- **DATA TO USE**:
//! Run ledger: libSQL-backed storage for threads, messages and runs.

pub mod libsql_backend;
pub mod migrations;
pub mod traits;

pub use libsql_backend::LibSqlLedger;
pub use traits::{Ledger, Message, Role, Run, Thread};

- **TASK REQUIREMENTS**:
Repeat the records, every one of them, without any deviation.

- **REPLY**:
//! Run ledger: libSQL-backed storage for threads, messages and runs.

pub mod libsql_backend;
pub mod migrations;
pub mod traits;

pub use libsql_backend::LibSqlLedger;
pub use traits::{Ledger, Message, Role, Run, Thread};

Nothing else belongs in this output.